Allan : "...I know that the French soldier advances to meet the British bayonet with more hesitation, I will not say trepidation, than he would advance to meet any other enemy. The British soldier rejoices in his bayonet. It does not require much skill or manoeuvering to bring an enemy to close quarters. We have only to rush upon an opposing line and decide the issue at once by a hand to hand encounter. No two lines have ever yet crossed bayonets in battle. I was often assured that it was done at the Battle of Maida, but I did not believe it. Long after the battle, Sir James Kempt, who commanded our battalion making that charge, declared in my presence that the bayonets did not cross. The French, while advancing, hesitated, and at last halted, turned round and ran away; but they delayed too long in doing so; the British rushed in, and laid upwards of 300 of them on their faces with the bayonet. Very many years after, I repeated this to Commodore Sandham of the Navy, who said to me: 'I am glad you mentioned this matter to me, for I was that morning a Lieutenant in one of the ships which landed our force in the Bay of St Euphamia, and witnessed the action from our decks. After the battle the men were re-embarked, together with many wounded French soldiers, and it was curious to see the wounded in the sick bay the following morning - all the French on their faces, being stabbed in the back; while all the British lay on their backs, having been shot in front by the volley which the French fired as they advanced to the charge."
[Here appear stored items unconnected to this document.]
//! Command-line interface definitions.
//!
//! Uses clap derive API for argument parsing.

use std::path::PathBuf;

use clap::{Parser, Subcommand};

use crate::client::{FeedConfig, FeedType, PLATES_URL, USGS_BASE_URL};
use crate::output::Format;

/// Earthquake and tectonic plate web map from USGS feeds.
#[derive(Parser, Debug)]
#[command(name = "quakemap")]
#[command(author, version, about, long_about = None)]
#[command(propagate_version = true)]
pub struct Cli {
    /// Command to run
    #[command(subcommand)]
    pub command: Command,

    /// Enable verbose debug logging
    #[arg(long, global = true)]
    pub verbose: bool,

    /// Suppress all output except errors
    #[arg(long, global = true)]
    pub quiet: bool,
}

/// Available commands.
#[derive(Subcommand, Debug)]
pub enum Command {
    /// Fetch the feeds once and write the map page
    Render(RenderArgs),

    /// Serve the map over HTTP, refetching on every page load
    Serve(ServeArgs),
}

/// Feed selection shared by all commands.
#[derive(clap::Args, Debug, Clone)]
pub struct FeedArgs {
    /// USGS summary feed to map
    #[arg(long, default_value = "all_week", value_parser = parse_feed_type)]
    pub feed: FeedType,

    /// Base URL of the USGS earthquake service
    #[arg(long, default_value = USGS_BASE_URL)]
    pub usgs_url: String,

    /// URL of the plate boundary GeoJSON
    #[arg(long, default_value = PLATES_URL)]
    pub plates_url: String,
}

impl From<FeedArgs> for FeedConfig {
    fn from(args: FeedArgs) -> Self {
        Self {
            usgs_base_url: args.usgs_url,
            feed: args.feed,
            plates_url: args.plates_url,
        }
    }
}

/// Arguments for the `render` command.
#[derive(Parser, Debug)]
pub struct RenderArgs {
    #[command(flatten)]
    pub feeds: FeedArgs,

    /// Output format
    #[arg(long, short = 'f', default_value = "html", value_parser = parse_format)]
    pub format: Format,

    /// Write to this file instead of stdout
    #[arg(long, short = 'o')]
    pub output: Option<PathBuf>,
}

/// Arguments for the `serve` command.
#[derive(Parser, Debug)]
pub struct ServeArgs {
    #[command(flatten)]
    pub feeds: FeedArgs,

    /// Port to listen on
    #[arg(long, short = 'p', default_value = "8080")]
    pub port: u16,

    /// Host to bind to
    #[arg(long, default_value = "127.0.0.1")]
    pub host: String,

    /// Open browser automatically
    #[arg(long)]
    pub open: bool,
}

/// Parse a feed type from string.
fn parse_feed_type(s: &str) -> Result<FeedType, String> {
    s.parse()
}

/// Parse an output format from string.
fn parse_format(s: &str) -> Result<Format, String> {
    s.parse()
}

#[cfg(test)]
mod tests {
    use super::*;

    #[test]
    fn test_render_defaults() {
        let cli = Cli::try_parse_from(["quakemap", "render"]).unwrap();
        let Command::Render(args) = cli.command else {
            panic!("expected render");
        };
        assert_eq!(args.format, Format::Html);
        assert!(args.output.is_none());
        assert_eq!(FeedConfig::from(args.feeds), FeedConfig::default());
    }

    #[test]
    fn test_serve_args() {
        let cli = Cli::try_parse_from([
            "quakemap",
            "serve",
            "--port",
            "9000",
            "--feed",
            "4.5_day",
            "--verbose",
        ])
        .unwrap();
        assert!(cli.verbose);
        let Command::Serve(args) = cli.command else {
            panic!("expected serve");
        };
        assert_eq!(args.port, 9000);
        assert_eq!(args.feeds.feed, FeedType::Mag45Day);
    }

    #[test]
    fn test_unknown_feed_rejected() {
        assert!(Cli::try_parse_from(["quakemap", "render", "--feed", "all_year"]).is_err());
    }
}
Réponse DM : Là c'est affaire d'opinion, et partisane en plus. La mienne est que les Français, s'ils respectaient les Anglais, n'en avaient pas peur. S'ils en avaient eu peur ils auraient eu moins mal car le fait est que très souvent ils payèrent le prix d'être venus trop près. Les hésitations mentionnées ci-dessus ne sont pas liées à la peur de la bayonnette mais au résultat dévastateur du feu et à la désorganisation relative des attaquants. Effectivement, "the bayonets did not cross", car il n'y eut pas de combat mais plutôt une espèce de chasse à courre de masse ponctuée d'exécutions sommaires. La fin du passage relate la même anecdote que j'ai citée plus haut sur les blessés des deux nations.

Diégo Mané
"Veritas Vincit"
MANÉ Diégo
 
Messages: 3897
Inscrit le: 31 Jan 2004, 09:12
Localisation: Lyon (69)

Re: 1806, Italie. Maida ou le désastre de Sainte-Euphémie.
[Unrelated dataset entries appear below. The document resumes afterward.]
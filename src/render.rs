//! Standalone HTML rendering of a map session.
//!
//! The page pulls Leaflet from unpkg, embeds the session as JSON and builds
//! the map from it with a small bootstrap script. Styling that depends on the
//! depth palette is generated here so it always matches the markers.

use crate::errors::QuakemapError;
use crate::map::MapSession;

const LEAFLET_VERSION: &str = "1.9.4";

/// Render the full HTML document for a session.
///
/// # Errors
///
/// Returns an error if the session has no usable default base layer or
/// cannot be serialized.
pub fn render_page(session: &MapSession) -> Result<String, QuakemapError> {
    if session.default_base().is_none() {
        return Err(QuakemapError::Render(format!(
            "default base layer '{}' is not defined",
            session.default_base_layer
        )));
    }

    let session_json = embed_json(&serde_json::to_string(session)?);
    let legend_css = legend_css(session);

    Ok(format!(
        r#"<!DOCTYPE html>
<html lang="en">
<head>
    <meta charset="UTF-8">
    <meta name="viewport" content="width=device-width, initial-scale=1.0">
    <title>Earthquakes &amp; Tectonic Plates</title>
    <link rel="stylesheet" href="https://unpkg.com/leaflet@{LEAFLET_VERSION}/dist/leaflet.css" />
    <script src="https://unpkg.com/leaflet@{LEAFLET_VERSION}/dist/leaflet.js"></script>
    <style>
        html, body, #map {{ height: 100%; width: 100%; margin: 0; padding: 0; }}
        .legend {{
            background: white;
            padding: 6px 10px;
            border-radius: 5px;
            box-shadow: 0 0 15px rgba(0, 0, 0, 0.2);
            line-height: 18px;
            color: #555;
        }}
        .legend p {{ margin: 2px 0; }}
        .legend .square {{
            display: inline-block;
            width: 14px;
            height: 14px;
            vertical-align: middle;
        }}
{legend_css}    </style>
</head>
<body>
    <div id="map"></div>
    <script id="map-session" type="application/json">{session_json}</script>
    <script>
{BOOTSTRAP_JS}
    </script>
</body>
</html>
"#
    ))
}

/// One `.colorN` rule per legend row.
fn legend_css(session: &MapSession) -> String {
    session
        .legend
        .rows
        .iter()
        .map(|row| {
            format!(
                "        .legend .{} {{ background: {}; }}\n",
                row.css_class, row.color
            )
        })
        .collect()
}

/// Make JSON safe to place inside a `<script>` element.
fn embed_json(json: &str) -> String {
    json.replace("</", "<\\/").replace("<!--", "\\u003c!--")
}

const BOOTSTRAP_JS: &str = r#"
(function () {
    var session = JSON.parse(document.getElementById('map-session').textContent);

    var baseMaps = {};
    session.baseLayers.forEach(function (layer) {
        baseMaps[layer.name] = L.tileLayer(layer.url, layer.options);
    });

    var earthquakes = L.layerGroup(session.earthquakes.markers.map(function (m) {
        return L.circleMarker([m.lat, m.lon], m.style).bindPopup(m.popup);
    }));

    var tectonicPlates = L.geoJSON(session.plates.data, session.plates.style);

    var overlayMaps = {};
    overlayMaps[session.earthquakes.name] = earthquakes;
    overlayMaps[session.plates.name] = tectonicPlates;

    var map = L.map('map', {
        center: session.view.center,
        zoom: session.view.zoom,
        layers: [baseMaps[session.defaultBaseLayer], earthquakes, tectonicPlates]
    });

    var controlBase = {};
    session.layerControl.baseLayers.forEach(function (name) { controlBase[name] = baseMaps[name]; });
    var controlOverlays = {};
    session.layerControl.overlays.forEach(function (name) { controlOverlays[name] = overlayMaps[name]; });
    L.control.layers(controlBase, controlOverlays, {
        collapsed: session.layerControl.collapsed
    }).addTo(map);

    var legend = L.control({ position: session.legend.position });
    legend.onAdd = function () {
        var div = L.DomUtil.create('div', 'legend');
        div.innerHTML = session.legend.html;
        return div;
    };
    legend.addTo(map);
})();"#;

#[cfg(test)]
mod tests {
    use super::*;
    use crate::client::Feeds;
    use crate::map::base_layers;

    fn sample_session() -> MapSession {
        let feeds = Feeds {
            earthquakes: serde_json::from_str(include_str!("../tools/sample_all_week.json"))
                .expect("quakes"),
            plates: serde_json::from_str(include_str!("../tools/sample_plates.json"))
                .expect("plates"),
        };
        MapSession::assemble(&feeds)
    }

    #[test]
    fn test_page_has_leaflet_and_session() {
        let html = render_page(&sample_session()).expect("render");

        assert!(html.starts_with("<!DOCTYPE html>"));
        assert!(html.contains("leaflet@1.9.4/dist/leaflet.js"));
        assert!(html.contains(r#"<div id="map"></div>"#));
        assert!(html.contains("L.control.layers"));
        assert!(html.contains(r#""defaultBaseLayer":"Satellite""#));
        assert!(html.contains("10km NW of X"));
    }

    #[test]
    fn test_page_embeds_attributions() {
        let html = render_page(&sample_session()).expect("render");
        for layer in base_layers() {
            let encoded = serde_json::to_string(&layer.options.attribution).expect("json");
            assert!(html.contains(&embed_json(&encoded)), "{}", layer.name);
        }
    }

    #[test]
    fn test_closing_tags_are_escaped() {
        let html = render_page(&sample_session()).expect("render");
        let start = html.find(r#"type="application/json">"#).expect("session block");
        let end = html[start..].find("</script>").expect("end") + start;
        let block = &html[start..end];

        // The popups contain </h3>, which must not close the script early.
        assert!(block.contains(r"<\/h3>"));
        assert!(!block.contains("</"));
    }

    #[test]
    fn test_legend_css_matches_palette() {
        let html = render_page(&sample_session()).expect("render");
        assert!(html.contains(".legend .color1 { background: #a3f600; }"));
        assert!(html.contains(".legend .color6 { background: #ff5f65; }"));
    }

    #[test]
    fn test_missing_default_base_layer() {
        let mut session = sample_session();
        session.default_base_layer = "Terrain".into();
        assert!(matches!(
            render_page(&session),
            Err(QuakemapError::Render(_))
        ));
    }
}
Messagepar MANÉ Diégo sur 13 Mai 2010, 17:40

Suite questions de Eric Dauriac à Diégo Mané (21 Mars 2010)

Allan, suite...

... it was a headlong rout; General Compere fell badly wounded within our ranks, and his superb brigade were utterly dispersed with a fearful slaughter, which was continued over a long extent of plain, and the lower falls of the hill of Maida....In this direction they were pursued by Kempt and his gallant brigade, who allowed them no time to recover their communication with the rest of the army...
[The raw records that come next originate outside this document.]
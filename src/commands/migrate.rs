//! Migrate command - Database migration management.

use crate::cli::args::{MigrateAction, MigrateArgs};
use crate::config::Config;
use crate::errors::{AppError, AppResult};
use crate::infra::Database;

/// Execute the migrate command
pub async fn execute(args: MigrateArgs, config: Config) -> AppResult<()> {
    let url = config.database_url.as_deref().ok_or_else(|| {
        AppError::validation("DATABASE_URL must be set to run migrations")
    })?;

    tracing::info!("Running migration command...");

    // Connect without auto-running migrations for manual control
    let db = Database::connect_without_migrations(url, config.db_max_connections)
        .await
        .map_err(|e| AppError::internal(format!("Database connection failed: {}", e)))?;

    match args.action {
        MigrateAction::Up => {
            tracing::info!("Running pending migrations...");
            db.run_migrations().await?;
            tracing::info!("Migrations completed successfully");
        }
        MigrateAction::Down => {
            tracing::info!("Rolling back last migration...");
            db.rollback_migration().await?;
            tracing::info!("Rollback completed successfully");
        }
        MigrateAction::Status => {
            for (name, applied) in db.migration_status().await? {
                let status_str = if applied { "applied" } else { "pending" };
                println!("{}: {}", name, status_str);
            }
        }
        MigrateAction::Fresh => {
            tracing::warn!("Resetting database and running all migrations...");
            db.fresh_migrations().await?;
            tracing::info!("Fresh migrations completed successfully");
        }
    }

    Ok(())
}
Further to the above post, Dyneley (officier d'artillerie) himself seems to confirm that many French soldiers were bayoneted and that the pursuit was carried on at a rapid rate:

"Our men reserved their fire until within a few yards of the enemy and then fired in their faces. The French turned tail and those that could run fast enough escaped the bayonet, the whole of the rest were either killed, wounded or taken prisoner; in short, Bonaparte's favourite 1st regiment of infantry was cut to pieces. The field presented the most distressing spectacle, being covered with killed and wounded. From the rapid way our light infantry went off I was unable to follow them, having to mount my guns on horses backs."

Réponse DM : Oui, le 1er Léger a bien été "taillé en pièces" puisque si on le donne à 1.360 hommes dont 60 périront dans la retraite et que 1.000 sont "restés" sur le carreau, seuls 300 ont pu s'en tirer. Avec les "présents-absents" évoqués plus haut ils aligneront par la suite les 958 hommes donnés par l'historique.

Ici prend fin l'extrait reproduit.